*WHAT IS EXPECTED*.
For each line below that contains the word "CardDisplay", return that line.

-------- SOURCE DATA

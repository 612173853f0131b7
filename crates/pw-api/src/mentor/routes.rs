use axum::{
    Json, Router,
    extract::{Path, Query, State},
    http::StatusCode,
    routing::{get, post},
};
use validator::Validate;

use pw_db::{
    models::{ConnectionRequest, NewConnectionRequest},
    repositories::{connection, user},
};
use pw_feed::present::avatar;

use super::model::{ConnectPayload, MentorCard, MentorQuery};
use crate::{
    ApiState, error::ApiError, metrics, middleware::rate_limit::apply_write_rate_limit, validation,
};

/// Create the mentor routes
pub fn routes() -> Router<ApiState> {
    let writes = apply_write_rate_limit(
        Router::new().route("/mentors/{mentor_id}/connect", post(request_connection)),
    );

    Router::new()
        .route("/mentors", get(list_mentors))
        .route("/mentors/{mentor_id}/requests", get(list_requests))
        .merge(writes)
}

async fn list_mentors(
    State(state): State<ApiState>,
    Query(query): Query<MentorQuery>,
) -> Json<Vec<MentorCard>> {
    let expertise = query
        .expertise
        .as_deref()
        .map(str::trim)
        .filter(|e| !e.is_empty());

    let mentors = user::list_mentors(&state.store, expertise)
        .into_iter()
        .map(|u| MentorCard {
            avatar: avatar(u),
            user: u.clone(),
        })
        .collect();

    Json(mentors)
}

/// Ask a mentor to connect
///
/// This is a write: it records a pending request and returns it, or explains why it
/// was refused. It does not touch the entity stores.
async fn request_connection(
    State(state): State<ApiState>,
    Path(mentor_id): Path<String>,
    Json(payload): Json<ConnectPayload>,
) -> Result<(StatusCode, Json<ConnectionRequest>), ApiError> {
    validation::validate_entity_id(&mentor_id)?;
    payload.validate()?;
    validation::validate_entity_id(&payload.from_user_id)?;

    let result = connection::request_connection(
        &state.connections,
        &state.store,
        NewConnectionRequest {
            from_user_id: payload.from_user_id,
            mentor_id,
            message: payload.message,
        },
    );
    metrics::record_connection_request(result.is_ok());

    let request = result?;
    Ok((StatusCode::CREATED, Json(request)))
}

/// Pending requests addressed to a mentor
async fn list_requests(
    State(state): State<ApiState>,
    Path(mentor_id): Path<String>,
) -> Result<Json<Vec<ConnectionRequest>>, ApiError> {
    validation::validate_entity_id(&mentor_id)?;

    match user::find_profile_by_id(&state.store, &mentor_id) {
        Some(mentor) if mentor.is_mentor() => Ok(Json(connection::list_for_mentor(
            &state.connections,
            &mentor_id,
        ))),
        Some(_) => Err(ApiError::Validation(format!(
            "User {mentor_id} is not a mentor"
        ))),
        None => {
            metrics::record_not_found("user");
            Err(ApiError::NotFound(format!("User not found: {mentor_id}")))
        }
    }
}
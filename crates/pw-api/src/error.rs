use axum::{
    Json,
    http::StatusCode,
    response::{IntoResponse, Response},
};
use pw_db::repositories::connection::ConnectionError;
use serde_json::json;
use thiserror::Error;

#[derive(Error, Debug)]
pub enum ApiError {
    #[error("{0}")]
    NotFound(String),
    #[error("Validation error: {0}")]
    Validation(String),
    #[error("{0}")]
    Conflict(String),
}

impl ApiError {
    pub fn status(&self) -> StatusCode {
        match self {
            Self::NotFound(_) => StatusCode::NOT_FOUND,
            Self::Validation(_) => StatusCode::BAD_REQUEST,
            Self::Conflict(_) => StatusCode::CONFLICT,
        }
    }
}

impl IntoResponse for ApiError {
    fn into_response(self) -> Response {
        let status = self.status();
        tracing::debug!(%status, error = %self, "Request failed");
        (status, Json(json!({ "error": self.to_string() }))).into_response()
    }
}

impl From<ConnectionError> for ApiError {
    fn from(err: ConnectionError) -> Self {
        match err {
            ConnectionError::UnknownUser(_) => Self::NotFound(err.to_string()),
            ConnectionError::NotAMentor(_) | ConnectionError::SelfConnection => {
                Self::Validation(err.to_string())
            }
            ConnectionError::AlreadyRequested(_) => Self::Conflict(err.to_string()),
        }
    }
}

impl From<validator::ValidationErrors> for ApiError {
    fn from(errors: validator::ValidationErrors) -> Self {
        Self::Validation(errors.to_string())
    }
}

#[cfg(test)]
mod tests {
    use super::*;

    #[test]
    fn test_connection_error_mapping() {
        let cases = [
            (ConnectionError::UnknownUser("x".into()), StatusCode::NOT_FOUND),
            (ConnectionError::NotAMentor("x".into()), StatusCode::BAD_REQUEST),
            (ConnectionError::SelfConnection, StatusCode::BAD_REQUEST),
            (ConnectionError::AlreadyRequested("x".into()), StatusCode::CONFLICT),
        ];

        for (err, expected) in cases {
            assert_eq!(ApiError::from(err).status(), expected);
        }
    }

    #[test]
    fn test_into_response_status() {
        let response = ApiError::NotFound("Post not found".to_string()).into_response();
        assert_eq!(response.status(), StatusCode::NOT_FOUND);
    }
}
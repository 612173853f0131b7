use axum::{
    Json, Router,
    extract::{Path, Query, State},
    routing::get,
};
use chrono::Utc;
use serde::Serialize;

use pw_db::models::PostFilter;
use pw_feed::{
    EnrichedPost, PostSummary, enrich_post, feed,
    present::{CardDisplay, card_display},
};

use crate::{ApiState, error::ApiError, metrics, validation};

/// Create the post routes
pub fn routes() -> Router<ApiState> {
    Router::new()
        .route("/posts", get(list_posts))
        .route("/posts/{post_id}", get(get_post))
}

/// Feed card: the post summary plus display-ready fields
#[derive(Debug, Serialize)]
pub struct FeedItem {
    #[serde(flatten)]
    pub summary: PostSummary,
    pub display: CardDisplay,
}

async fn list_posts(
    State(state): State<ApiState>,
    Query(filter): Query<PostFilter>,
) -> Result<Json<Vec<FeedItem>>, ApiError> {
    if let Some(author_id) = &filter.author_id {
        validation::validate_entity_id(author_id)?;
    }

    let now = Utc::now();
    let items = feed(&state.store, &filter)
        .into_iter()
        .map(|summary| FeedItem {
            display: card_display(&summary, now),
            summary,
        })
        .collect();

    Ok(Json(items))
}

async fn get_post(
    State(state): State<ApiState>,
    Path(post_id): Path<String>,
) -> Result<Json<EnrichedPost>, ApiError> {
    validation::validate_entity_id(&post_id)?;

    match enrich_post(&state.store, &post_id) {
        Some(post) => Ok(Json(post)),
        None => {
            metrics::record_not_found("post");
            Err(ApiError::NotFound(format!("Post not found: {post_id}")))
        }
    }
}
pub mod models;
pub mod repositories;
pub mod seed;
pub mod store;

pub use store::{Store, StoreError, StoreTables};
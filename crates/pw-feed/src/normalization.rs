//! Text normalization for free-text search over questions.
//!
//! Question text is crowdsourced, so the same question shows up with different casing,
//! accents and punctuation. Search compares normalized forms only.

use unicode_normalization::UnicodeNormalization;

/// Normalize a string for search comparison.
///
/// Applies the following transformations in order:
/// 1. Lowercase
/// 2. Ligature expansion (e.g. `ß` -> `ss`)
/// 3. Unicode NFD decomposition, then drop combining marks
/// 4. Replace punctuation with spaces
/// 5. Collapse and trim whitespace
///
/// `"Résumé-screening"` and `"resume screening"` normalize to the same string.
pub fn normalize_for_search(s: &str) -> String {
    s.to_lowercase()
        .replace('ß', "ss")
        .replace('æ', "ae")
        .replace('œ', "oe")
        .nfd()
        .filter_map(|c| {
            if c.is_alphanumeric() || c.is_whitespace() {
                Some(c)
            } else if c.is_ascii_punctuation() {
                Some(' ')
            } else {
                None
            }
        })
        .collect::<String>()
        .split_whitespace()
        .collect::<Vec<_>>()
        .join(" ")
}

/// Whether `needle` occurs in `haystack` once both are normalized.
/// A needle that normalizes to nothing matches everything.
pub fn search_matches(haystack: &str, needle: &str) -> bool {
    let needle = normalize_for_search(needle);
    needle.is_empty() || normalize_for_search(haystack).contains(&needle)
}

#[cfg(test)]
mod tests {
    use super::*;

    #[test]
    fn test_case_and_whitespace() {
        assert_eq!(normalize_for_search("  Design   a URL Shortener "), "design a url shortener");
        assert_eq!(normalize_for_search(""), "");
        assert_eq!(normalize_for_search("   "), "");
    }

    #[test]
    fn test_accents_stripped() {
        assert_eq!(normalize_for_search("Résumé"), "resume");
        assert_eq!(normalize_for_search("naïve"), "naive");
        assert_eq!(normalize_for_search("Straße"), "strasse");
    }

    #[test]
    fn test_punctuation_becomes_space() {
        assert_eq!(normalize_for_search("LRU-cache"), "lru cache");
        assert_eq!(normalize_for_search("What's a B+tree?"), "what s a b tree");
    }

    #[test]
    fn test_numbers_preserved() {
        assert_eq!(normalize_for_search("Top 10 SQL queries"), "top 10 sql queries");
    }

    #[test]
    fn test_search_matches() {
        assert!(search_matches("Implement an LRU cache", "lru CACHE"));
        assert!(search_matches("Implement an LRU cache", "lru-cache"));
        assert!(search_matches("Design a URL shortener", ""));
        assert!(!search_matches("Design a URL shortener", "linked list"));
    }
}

----------------
-------- SOURCE DATA

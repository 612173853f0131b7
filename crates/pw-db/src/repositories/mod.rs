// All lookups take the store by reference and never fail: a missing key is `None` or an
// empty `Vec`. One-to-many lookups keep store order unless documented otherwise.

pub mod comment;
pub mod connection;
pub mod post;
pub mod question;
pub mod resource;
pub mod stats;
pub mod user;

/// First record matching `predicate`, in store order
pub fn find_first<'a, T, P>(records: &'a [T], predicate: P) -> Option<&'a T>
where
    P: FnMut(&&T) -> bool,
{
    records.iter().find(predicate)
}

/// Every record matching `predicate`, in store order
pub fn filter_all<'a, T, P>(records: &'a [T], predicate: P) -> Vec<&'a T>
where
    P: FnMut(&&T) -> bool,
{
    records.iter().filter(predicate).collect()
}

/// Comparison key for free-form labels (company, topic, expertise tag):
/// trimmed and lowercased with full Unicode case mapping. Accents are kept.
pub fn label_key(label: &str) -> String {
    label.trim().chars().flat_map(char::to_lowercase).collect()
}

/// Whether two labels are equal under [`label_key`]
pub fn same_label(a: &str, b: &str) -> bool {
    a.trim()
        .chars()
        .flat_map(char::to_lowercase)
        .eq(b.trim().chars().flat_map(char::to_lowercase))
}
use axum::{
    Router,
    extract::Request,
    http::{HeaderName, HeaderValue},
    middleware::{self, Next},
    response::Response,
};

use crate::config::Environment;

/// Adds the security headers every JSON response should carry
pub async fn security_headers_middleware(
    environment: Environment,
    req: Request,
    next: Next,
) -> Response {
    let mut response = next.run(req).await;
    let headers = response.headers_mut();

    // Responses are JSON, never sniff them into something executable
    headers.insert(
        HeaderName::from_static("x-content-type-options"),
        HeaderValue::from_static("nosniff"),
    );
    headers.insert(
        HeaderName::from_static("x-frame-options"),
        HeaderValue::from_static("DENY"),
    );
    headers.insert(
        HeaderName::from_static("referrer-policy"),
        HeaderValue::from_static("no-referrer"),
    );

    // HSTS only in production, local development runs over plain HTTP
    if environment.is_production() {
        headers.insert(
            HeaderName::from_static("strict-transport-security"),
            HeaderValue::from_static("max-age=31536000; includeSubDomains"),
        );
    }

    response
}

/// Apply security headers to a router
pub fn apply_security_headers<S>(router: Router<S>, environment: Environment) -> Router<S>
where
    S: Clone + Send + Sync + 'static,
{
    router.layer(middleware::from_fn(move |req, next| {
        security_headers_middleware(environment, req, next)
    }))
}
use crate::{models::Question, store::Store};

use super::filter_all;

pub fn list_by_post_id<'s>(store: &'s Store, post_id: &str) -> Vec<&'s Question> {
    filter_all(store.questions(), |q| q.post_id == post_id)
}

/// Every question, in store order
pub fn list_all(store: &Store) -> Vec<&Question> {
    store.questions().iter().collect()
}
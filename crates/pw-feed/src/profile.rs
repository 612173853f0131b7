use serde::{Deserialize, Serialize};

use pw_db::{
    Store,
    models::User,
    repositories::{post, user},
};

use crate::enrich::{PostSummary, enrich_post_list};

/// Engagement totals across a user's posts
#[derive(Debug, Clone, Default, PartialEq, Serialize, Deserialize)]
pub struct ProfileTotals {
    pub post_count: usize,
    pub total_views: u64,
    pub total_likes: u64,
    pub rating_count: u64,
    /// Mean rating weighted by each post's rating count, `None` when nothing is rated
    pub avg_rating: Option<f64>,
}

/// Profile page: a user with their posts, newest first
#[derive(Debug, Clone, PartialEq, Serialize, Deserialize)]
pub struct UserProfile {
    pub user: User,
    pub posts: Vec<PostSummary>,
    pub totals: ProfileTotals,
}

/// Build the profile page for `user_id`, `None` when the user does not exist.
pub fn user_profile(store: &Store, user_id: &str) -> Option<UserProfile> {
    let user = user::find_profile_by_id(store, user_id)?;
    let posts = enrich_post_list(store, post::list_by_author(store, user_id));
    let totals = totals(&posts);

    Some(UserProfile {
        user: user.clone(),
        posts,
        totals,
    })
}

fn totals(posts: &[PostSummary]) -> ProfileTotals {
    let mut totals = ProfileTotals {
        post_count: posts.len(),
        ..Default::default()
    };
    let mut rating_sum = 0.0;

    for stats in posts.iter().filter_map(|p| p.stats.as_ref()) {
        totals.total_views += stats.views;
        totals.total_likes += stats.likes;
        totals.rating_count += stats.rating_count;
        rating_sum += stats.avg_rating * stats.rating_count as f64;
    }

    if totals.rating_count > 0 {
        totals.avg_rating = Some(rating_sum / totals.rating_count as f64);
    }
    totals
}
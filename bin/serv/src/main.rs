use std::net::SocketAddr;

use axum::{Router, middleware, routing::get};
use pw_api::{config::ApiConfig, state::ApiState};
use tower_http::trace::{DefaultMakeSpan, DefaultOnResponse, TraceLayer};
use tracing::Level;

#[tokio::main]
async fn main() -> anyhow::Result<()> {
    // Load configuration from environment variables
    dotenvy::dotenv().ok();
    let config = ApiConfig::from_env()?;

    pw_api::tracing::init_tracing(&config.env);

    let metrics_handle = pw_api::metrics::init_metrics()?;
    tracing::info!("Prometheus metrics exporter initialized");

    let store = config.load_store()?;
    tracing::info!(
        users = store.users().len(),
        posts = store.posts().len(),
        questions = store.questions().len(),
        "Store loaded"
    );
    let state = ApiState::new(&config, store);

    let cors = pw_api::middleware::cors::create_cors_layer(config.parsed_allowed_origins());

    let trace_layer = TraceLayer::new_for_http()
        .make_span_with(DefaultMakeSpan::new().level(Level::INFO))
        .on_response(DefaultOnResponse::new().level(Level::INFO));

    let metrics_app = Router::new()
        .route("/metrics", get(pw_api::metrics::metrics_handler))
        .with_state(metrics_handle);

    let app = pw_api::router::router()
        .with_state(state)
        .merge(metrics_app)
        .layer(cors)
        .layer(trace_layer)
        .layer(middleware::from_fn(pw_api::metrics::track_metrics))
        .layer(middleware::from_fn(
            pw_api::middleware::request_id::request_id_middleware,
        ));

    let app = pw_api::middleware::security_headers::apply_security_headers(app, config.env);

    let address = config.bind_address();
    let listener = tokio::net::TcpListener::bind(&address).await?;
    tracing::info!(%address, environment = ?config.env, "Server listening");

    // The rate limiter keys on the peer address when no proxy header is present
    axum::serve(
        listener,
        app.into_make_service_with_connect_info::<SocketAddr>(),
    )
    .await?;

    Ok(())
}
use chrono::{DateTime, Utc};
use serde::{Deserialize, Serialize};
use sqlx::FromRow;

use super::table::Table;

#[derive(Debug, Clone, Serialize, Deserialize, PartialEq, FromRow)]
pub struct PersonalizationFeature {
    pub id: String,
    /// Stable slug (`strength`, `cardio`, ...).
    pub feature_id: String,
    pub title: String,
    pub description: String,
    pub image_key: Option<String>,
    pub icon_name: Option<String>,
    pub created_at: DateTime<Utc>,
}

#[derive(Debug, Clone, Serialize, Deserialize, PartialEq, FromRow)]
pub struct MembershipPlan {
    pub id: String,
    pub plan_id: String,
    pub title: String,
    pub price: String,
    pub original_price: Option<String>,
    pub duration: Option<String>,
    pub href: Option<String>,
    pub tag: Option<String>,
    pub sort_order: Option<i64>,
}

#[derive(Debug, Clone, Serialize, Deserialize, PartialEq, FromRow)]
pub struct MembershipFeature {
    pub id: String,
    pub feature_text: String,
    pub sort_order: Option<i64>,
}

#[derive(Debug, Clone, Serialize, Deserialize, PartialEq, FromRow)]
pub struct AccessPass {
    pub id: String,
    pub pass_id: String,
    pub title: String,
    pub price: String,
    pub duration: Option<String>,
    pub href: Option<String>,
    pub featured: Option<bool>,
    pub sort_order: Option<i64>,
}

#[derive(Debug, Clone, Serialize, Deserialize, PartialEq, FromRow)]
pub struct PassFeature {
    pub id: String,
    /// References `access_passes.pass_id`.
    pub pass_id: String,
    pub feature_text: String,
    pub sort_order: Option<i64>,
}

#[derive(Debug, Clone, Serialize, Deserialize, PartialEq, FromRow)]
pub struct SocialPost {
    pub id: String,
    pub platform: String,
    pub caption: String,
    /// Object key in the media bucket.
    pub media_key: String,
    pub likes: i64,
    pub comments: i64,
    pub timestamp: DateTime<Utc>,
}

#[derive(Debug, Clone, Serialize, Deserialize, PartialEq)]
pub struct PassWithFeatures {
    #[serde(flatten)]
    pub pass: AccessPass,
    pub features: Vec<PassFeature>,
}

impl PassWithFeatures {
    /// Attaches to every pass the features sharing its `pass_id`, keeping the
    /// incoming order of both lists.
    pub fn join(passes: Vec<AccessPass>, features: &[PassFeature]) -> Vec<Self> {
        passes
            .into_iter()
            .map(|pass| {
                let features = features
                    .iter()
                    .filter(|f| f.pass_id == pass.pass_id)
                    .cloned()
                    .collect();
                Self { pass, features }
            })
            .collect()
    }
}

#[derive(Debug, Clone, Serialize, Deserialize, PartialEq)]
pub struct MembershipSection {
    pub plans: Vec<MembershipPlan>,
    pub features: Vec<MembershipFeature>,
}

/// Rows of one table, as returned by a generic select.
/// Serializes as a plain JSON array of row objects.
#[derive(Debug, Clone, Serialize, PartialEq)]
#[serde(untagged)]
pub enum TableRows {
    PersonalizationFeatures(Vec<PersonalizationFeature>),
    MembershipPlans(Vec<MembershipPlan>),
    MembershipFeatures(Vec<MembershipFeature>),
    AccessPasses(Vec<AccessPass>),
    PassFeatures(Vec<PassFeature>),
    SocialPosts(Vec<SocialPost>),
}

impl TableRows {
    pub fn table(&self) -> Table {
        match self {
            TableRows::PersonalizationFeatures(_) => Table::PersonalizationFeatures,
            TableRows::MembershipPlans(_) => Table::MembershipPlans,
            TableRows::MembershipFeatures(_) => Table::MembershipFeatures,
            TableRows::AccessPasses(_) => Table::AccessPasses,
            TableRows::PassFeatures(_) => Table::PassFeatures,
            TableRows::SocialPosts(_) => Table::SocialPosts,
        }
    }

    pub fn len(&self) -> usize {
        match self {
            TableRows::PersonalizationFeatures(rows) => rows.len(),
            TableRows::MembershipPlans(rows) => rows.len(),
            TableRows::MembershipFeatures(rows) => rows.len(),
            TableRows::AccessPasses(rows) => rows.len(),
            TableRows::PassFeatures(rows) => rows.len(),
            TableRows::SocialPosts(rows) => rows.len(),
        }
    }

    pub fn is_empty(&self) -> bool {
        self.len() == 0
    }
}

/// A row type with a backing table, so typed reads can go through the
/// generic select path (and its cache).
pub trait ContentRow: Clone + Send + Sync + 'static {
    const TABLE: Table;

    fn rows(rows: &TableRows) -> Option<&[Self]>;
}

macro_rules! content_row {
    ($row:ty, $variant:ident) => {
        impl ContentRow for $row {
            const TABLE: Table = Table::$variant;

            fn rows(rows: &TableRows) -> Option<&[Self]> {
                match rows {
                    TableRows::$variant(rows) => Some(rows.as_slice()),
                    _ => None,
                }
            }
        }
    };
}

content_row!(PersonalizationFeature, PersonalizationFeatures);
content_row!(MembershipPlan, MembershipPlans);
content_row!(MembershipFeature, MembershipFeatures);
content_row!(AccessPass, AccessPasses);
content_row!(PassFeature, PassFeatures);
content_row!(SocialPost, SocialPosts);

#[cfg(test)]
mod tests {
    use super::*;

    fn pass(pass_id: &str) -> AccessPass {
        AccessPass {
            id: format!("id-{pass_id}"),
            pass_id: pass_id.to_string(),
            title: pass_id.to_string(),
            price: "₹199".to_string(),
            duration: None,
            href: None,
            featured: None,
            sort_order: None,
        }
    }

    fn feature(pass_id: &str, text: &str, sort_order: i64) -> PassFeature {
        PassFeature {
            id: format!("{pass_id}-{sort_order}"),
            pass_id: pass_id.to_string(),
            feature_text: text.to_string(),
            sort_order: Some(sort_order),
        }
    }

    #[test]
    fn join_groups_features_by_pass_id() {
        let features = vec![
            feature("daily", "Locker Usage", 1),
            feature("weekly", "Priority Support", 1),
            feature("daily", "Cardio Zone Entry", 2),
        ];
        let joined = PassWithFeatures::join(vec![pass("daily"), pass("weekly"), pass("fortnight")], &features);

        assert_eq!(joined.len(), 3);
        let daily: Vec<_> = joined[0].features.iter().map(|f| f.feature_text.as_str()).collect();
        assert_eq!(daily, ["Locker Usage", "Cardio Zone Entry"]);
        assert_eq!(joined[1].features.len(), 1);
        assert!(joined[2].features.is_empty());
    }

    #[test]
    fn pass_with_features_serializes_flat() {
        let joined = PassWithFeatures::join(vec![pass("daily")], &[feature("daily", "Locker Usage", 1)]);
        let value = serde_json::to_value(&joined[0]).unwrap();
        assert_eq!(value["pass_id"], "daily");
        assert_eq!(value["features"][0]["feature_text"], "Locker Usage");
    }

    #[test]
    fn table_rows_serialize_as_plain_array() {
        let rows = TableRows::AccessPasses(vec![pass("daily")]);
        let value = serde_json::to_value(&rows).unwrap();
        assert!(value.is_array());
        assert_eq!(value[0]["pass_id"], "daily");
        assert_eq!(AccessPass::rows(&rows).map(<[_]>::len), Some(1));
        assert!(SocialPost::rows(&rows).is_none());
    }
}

----------------

*RESULT FOR THIS TASK*.
    present::{CardDisplay, card_display},
    pub display: CardDisplay,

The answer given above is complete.